Kids in the Creek (KIC) offers students a fun-filled day of exploring a local creek -- learning about its inhabitants, testing its water quality, and finding out what we can all do to help keep it clean and healthy!
In Knox County, KIC events are sponsored by Water Quality Forum partners, a consortium of agencies and organizations in the Knox-area dedicated to improving and protecting our waterways as well as community members, civic clubs and businesses.
Where are KICs held?
A KIC is generally conducted on a creek that is nearby the school. There are many factors that are considered when selecting a site. First, safety is considered. The creek must have easy access and not be too deep. It must also be clean enough for students to be able to get in with waders. Second, it is important to have the approval and support of creekside land owners. Third, it is ideal to have some open space, like a field, adjacent to the creek, so that tents may be set up. Fourth, it must accommodate bus parking.
How are KICs organized?
So that all participating students have an opportunity to be involved in all of the water quality activities, students rotate through four “stations” during the course of the day, two before lunch and two after. These stations typically consist of:
- Fish Assessment: With the water quality professionals, students collect and identify live fish. The type and number of fish tell a story about how healthy a creek is.
- Benthic Macroinvertebrate Assessment: Benthic macroinvertebrates are mostly comprised of larval forms of insects found on the bottom of the creeks. With the guidance of the AmeriCorps team members, students collect and sort these interesting creatures. As with the fish, the type and number of benthics indicate how healthy a creek is.
- Stream Chemistry: During this rotation, students have an opportunity to become chemists. AmeriCorps members teach the students how to conduct tests like pH and dissolved oxygen and then the students have an opportunity to test the creek themselves.

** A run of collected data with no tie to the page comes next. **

use async_trait::async_trait;
use serde_json::Value;
use shared_types::{
    CreateDiscoveryJobRequest, DiscoveryJob, DiscoveryJobListResponse, DiscoveryJobResponse,
    EnrichLeadsRequest, EnrichLeadsResponse, JobProgress, JobProgressResponse,
};

use super::{ApiClient, ApiResult};

#[async_trait]
pub trait DiscoveryApi: Send + Sync {
    async fn list_jobs(&self) -> ApiResult<Vec<DiscoveryJob>>;

    async fn create_job(&self, request: &CreateDiscoveryJobRequest) -> ApiResult<DiscoveryJob>;

    /// Blocks on the backend until the job finishes; the final job is returned.
    async fn run_job(&self, id: i64) -> ApiResult<DiscoveryJob>;

    async fn job_progress(&self, id: i64) -> ApiResult<Option<JobProgress>>;

    async fn delete_job(&self, id: i64) -> ApiResult<()>;

    async fn enrich_leads(&self, batch_size: u32) -> ApiResult<EnrichLeadsResponse>;
}

#[async_trait]
impl DiscoveryApi for ApiClient {
    async fn list_jobs(&self) -> ApiResult<Vec<DiscoveryJob>> {
        let resp: DiscoveryJobListResponse = self.get("/lead-discovery/jobs").await?;
        Ok(resp.jobs)
    }

    async fn create_job(&self, request: &CreateDiscoveryJobRequest) -> ApiResult<DiscoveryJob> {
        let resp: DiscoveryJobResponse = self.post("/lead-discovery/jobs", request).await?;
        Ok(resp.job)
    }

    async fn run_job(&self, id: i64) -> ApiResult<DiscoveryJob> {
        let resp: DiscoveryJobResponse = self
            .post_empty(&format!("/lead-discovery/jobs/{}/run", id))
            .await?;
        Ok(resp.job)
    }

    async fn job_progress(&self, id: i64) -> ApiResult<Option<JobProgress>> {
        let resp: JobProgressResponse = self
            .get(&format!("/lead-discovery/jobs/{}/progress", id))
            .await?;
        Ok(resp.progress)
    }

    async fn delete_job(&self, id: i64) -> ApiResult<()> {
        let _: Value = self.delete(&format!("/lead-discovery/jobs/{}", id)).await?;
        Ok(())
    }

    async fn enrich_leads(&self, batch_size: u32) -> ApiResult<EnrichLeadsResponse> {
        self.post("/lead-discovery/enrich", &EnrichLeadsRequest { batch_size })
            .await
    }
}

- Land Use Impacts: It is important that students understand how our waterways are being impacted and what we can do to help protect them. Fun and interactive land use models are often used during this rotation to illustrate these concepts. In addition, if the location is appropriate, AmeriCorps members may devise a land use “scavenger hunt” that challenges students to use their observational skills to evaluate local land use impacts.